CASTIGO VERSUS CASTIGO
  
 

Brincadeiras, piadas e gozações, fazem parte da nossa vida; porem é preciso saber discernir, para que uma brincadeira, aparentemente inocente, não acabe trazendo graves conseqüências, prejudicando outras pessoa e, muitas vezes, até nós mesmos. Isto me faz lembrar de um fato ocorrido em junho de 1983. Estava eu na cidade de Atibaia, São Paulo, rodando um longa intitulado "Padre Pedro e a revolta das crianças". Junto comigo estavam o Carlos Aguiar (saudades) Gugu Liberato, Pedro de Lara e a grande Wilza Carla. A filmagem decorria normalmente até que, num domingo, uma cena necessita de participantes muito especiais, um enorme grupo de "motoqueiros ". Na hora marcada, eles foram chegando; alegres, audaciosos e muito barulhentos. O set cobriu-se com a poeira levantada pelas arrojadas acrobacias e derrapagens controladas, realizadas com maestria pelo bando de "malucos beleza". Eles queriam tanto aparecer que o seu comportamento aborreceu, e muito, minha equipe de produção. Juntos, eles resolveram dar um castigo nos moto-boys, planejando uma vingancinha pessoal.

O horário do almoço se aproximava e, num rasgo de genialidade, o diretor de produção teve a brilhante idéia de "temperar" o almoço com litros de um poderoso laxante. Um outro gozador sugeriu, visto o laxante ter um gosto adocicado, que se melhorasse o sabor do suco servido. Eu não sei se foi o desgaste da viagem, ou excitação das piruetas executadas, o fato é que os motoqueiros comeram como loucos! Isto era ótimo, pois as filmagens iriam se iniciar logo após o almoço, e o pessoal teria mais energia para filmar. Eu, o diretor, o produtor, o Gugu e mais alguns atores, fomos almoçar num restaurante próximo do set. Apesar de sabermos do que estavam aprontando, não tínhamos tempo a perder, visto termos muitos assuntos para serem resolvidos. A hora de recomeçar a filmagem chegou, como também chegou o efeito do laxante, atacando à todos que haviam almoçado no local. O desespero foi total, todos corriam de um lado para o outro, enquanto uma fila enorme formava-se diante dos sanitários.

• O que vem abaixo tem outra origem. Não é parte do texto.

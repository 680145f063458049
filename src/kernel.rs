//! Sun highlight kernel and circular convolution.
//!
//! The sky simulation places a single impulse at the sun's position and
//! smooths it with a fixed raised-cosine window. The strip is treated as a
//! ring: the window wraps across both ends.

/// Largest supported kernel radius.
pub const MAX_KERNEL_RADIUS: usize = 15;

/// Default kernel radius.
pub const DEFAULT_KERNEL_RADIUS: usize = 8;

/// Fixed raised-cosine (Hann) smoothing kernel.
///
/// Weights are built once and read-only during rendering. The peak weight
/// (offset 0) is normalized to 1.0 and the window is symmetric.
#[derive(Debug, Clone)]
pub struct SunKernel {
    weights: [f32; 2 * MAX_KERNEL_RADIUS + 1],
    radius: usize,
}

impl Default for SunKernel {
    fn default() -> Self {
        Self::new(DEFAULT_KERNEL_RADIUS)
    }
}

impl SunKernel {
    /// Build a kernel with the given radius (clamped to `[1, MAX_KERNEL_RADIUS]`).
    #[allow(clippy::cast_precision_loss, clippy::cast_possible_wrap)]
    pub fn new(radius: usize) -> Self {
        let radius = radius.clamp(1, MAX_KERNEL_RADIUS);
        let mut weights = [0.0f32; 2 * MAX_KERNEL_RADIUS + 1];

        for d in -(radius as i32)..=(radius as i32) {
            let w = 0.5 * (1.0 + libm::cosf(core::f32::consts::PI * d as f32 / radius as f32));
            weights[(d + radius as i32) as usize] = w;
        }

        // Hann already peaks at 1.0 at offset 0; normalize anyway so the
        // invariant holds for any window shape swapped in later.
        let peak = weights.iter().copied().fold(0.0f32, f32::max);
        if peak > 0.0 {
            for w in &mut weights[..=2 * radius] {
                *w /= peak;
            }
        }

        Self { weights, radius }
    }

    /// Kernel radius in pixels.
    pub const fn radius(&self) -> usize {
        self.radius
    }

    /// Weight at signed offset `d` from the center (0 outside the window).
    #[allow(clippy::cast_possible_wrap)]
    pub fn weight(&self, d: i32) -> f32 {
        let radius = self.radius as i32;
        if d < -radius || d > radius {
            return 0.0;
        }
        self.weights[(d + radius) as usize]
    }

    /// Circularly convolve an impulse of `amplitude` at `center`.
    ///
    /// `signal` is zeroed and gets the impulse; `convolved` receives the
    /// smoothed profile. Both buffers must have the strip length; the output
    /// wraps across the strip's two ends as if it were a ring.
    #[allow(clippy::cast_possible_wrap, clippy::cast_sign_loss)]
    pub fn convolve(&self, center: usize, amplitude: f32, signal: &mut [f32], convolved: &mut [f32]) {
        let len = signal.len().min(convolved.len());
        if len == 0 {
            return;
        }

        signal[..len].fill(0.0);
        convolved[..len].fill(0.0);
        signal[center % len] = amplitude;

        let radius = self.radius as i32;
        let n = len as i32;
        for (pixel, out) in convolved[..len].iter_mut().enumerate() {
            let mut acc = 0.0f32;
            for d in -radius..=radius {
                let src = (pixel as i32 - d).rem_euclid(n) as usize;
                acc += signal[src] * self.weights[(d + radius) as usize];
            }
            *out = acc;
        }
    }
}
//! Control surface: decoded commands and a portable bounded channel.
//!
//! The host decodes broker messages (JSON stays upstream) into
//! [`LightCommand`] values and queues them here. The channel is built on
//! `critical-section` and `heapless::Deque`, so senders may live in other
//! tasks or interrupt contexts while the engine drains it once per frame.

use core::cell::RefCell;

use critical_section::Mutex;
use heapless::Deque;

use crate::{color::Rgb, effect::ModeId};

/// One decoded control message.
///
/// Field names track the broker payload keys: `led_is_on`, `led_mode`,
/// `brightness`, `color`, `presence_mode_enabled`. Every field is optional;
/// a message may carry any subset.
#[derive(Debug, Clone, Copy, Default, PartialEq, Eq)]
pub struct LightCommand {
    /// Manual on/off shortcut (`led_is_on`). Ignored while the presence
    /// override is enabled.
    pub power: Option<bool>,
    /// Scene change (`led_mode`).
    pub mode: Option<ModeId>,
    /// Global brightness (`brightness`).
    pub brightness: Option<u8>,
    /// Custom color (`color`); switches the scene to Basic.
    pub color: Option<Rgb>,
    /// Toggle for the presence override (`presence_mode_enabled`).
    /// Consumed by [`crate::presence::PresenceOverride::filter_command`],
    /// never by the engine itself.
    pub presence_mode_enabled: Option<bool>,
}

impl LightCommand {
    /// Command that switches to a mode.
    pub const fn with_mode(mode: ModeId) -> Self {
        Self {
            power: None,
            mode: Some(mode),
            brightness: None,
            color: None,
            presence_mode_enabled: None,
        }
    }
}

/// Error returned when trying to send to a full channel.
#[derive(Debug, Clone, Copy, PartialEq, Eq)]
pub struct TrySendError(pub LightCommand);

/// Error returned when trying to receive from an empty channel.
#[derive(Debug, Clone, Copy, PartialEq, Eq)]
pub struct TryReceiveError;

/// A bounded, thread-safe command queue.
///
/// `SIZE` is the number of commands the queue can hold. Synchronization
/// uses critical sections, which keeps the channel portable across
/// embedded targets.
pub struct CommandChannel<const SIZE: usize> {
    inner: Mutex<RefCell<Deque<LightCommand, SIZE>>>,
}

impl<const SIZE: usize> CommandChannel<SIZE> {
    /// Create a new empty channel.
    pub const fn new() -> Self {
        Self {
            inner: Mutex::new(RefCell::new(Deque::new())),
        }
    }

    /// Get a sender handle for this channel.
    ///
    /// Multiple senders can coexist; they share the same queue.
    pub const fn sender(&self) -> CommandSender<'_, SIZE> {
        CommandSender { channel: self }
    }

    /// Get a receiver handle for this channel.
    pub const fn receiver(&self) -> CommandReceiver<'_, SIZE> {
        CommandReceiver { channel: self }
    }

    fn try_send(&self, command: LightCommand) -> Result<(), TrySendError> {
        critical_section::with(|cs| {
            let mut queue = self.inner.borrow(cs).borrow_mut();
            queue.push_back(command).map_err(TrySendError)
        })
    }

    fn try_receive(&self) -> Result<LightCommand, TryReceiveError> {
        critical_section::with(|cs| {
            let mut queue = self.inner.borrow(cs).borrow_mut();
            queue.pop_front().ok_or(TryReceiveError)
        })
    }
}

impl<const SIZE: usize> Default for CommandChannel<SIZE> {
    fn default() -> Self {
        Self::new()
    }
}

/// A sender handle for a [`CommandChannel`].
#[derive(Clone, Copy)]
pub struct CommandSender<'a, const SIZE: usize> {
    channel: &'a CommandChannel<SIZE>,
}

impl<const SIZE: usize> CommandSender<'_, SIZE> {
    /// Try to queue a command.
    ///
    /// Returns `Err(TrySendError(command))` if the channel is full.
    pub fn try_send(&self, command: LightCommand) -> Result<(), TrySendError> {
        self.channel.try_send(command)
    }
}

/// A receiver handle for a [`CommandChannel`].
#[derive(Clone, Copy)]
pub struct CommandReceiver<'a, const SIZE: usize> {
    channel: &'a CommandChannel<SIZE>,
}

impl<const SIZE: usize> CommandReceiver<'_, SIZE> {
    /// Try to take the next queued command.
    ///
    /// Returns `Err(TryReceiveError)` if the channel is empty.
    pub fn try_receive(&self) -> Result<LightCommand, TryReceiveError> {
        self.channel.try_receive()
    }
}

O que se seguiu foi um verdadeiro circo dos horrores, todos se contorciam, com a boca escancarada num esgar misto de dor e pânico. Alguns chegavam até a rolar pelo chão, numa coreografia escatológica, visto muitos não conseguirem controlar seus movimentos internos, deixando um rastro de odor nauseabundo pelo local. Até o meu querido amigo Pedro de Lara foi vítima das tristes cólicas, e isto aconteceu pelo fato dos motoqueiros terem tido a mesma brilhante idéia, temperando com laxante o almoço da equipe técnica! Folgo em dizer que, apesar disto tudo, terminamos todas as cenas planejadas para aquele dia. Felizmente tudo acabou bem; mas esta brincadeira poderia ter dado um grande prejuízo ao produtor, fazendo com que o feitiço se voltasse contar o feiticeiro.

Pensamento: o jogo e o jogador são iguais, paralelos; e um não sobrevive sem o outro. A jogatina só existe se houver o vício e o viciado.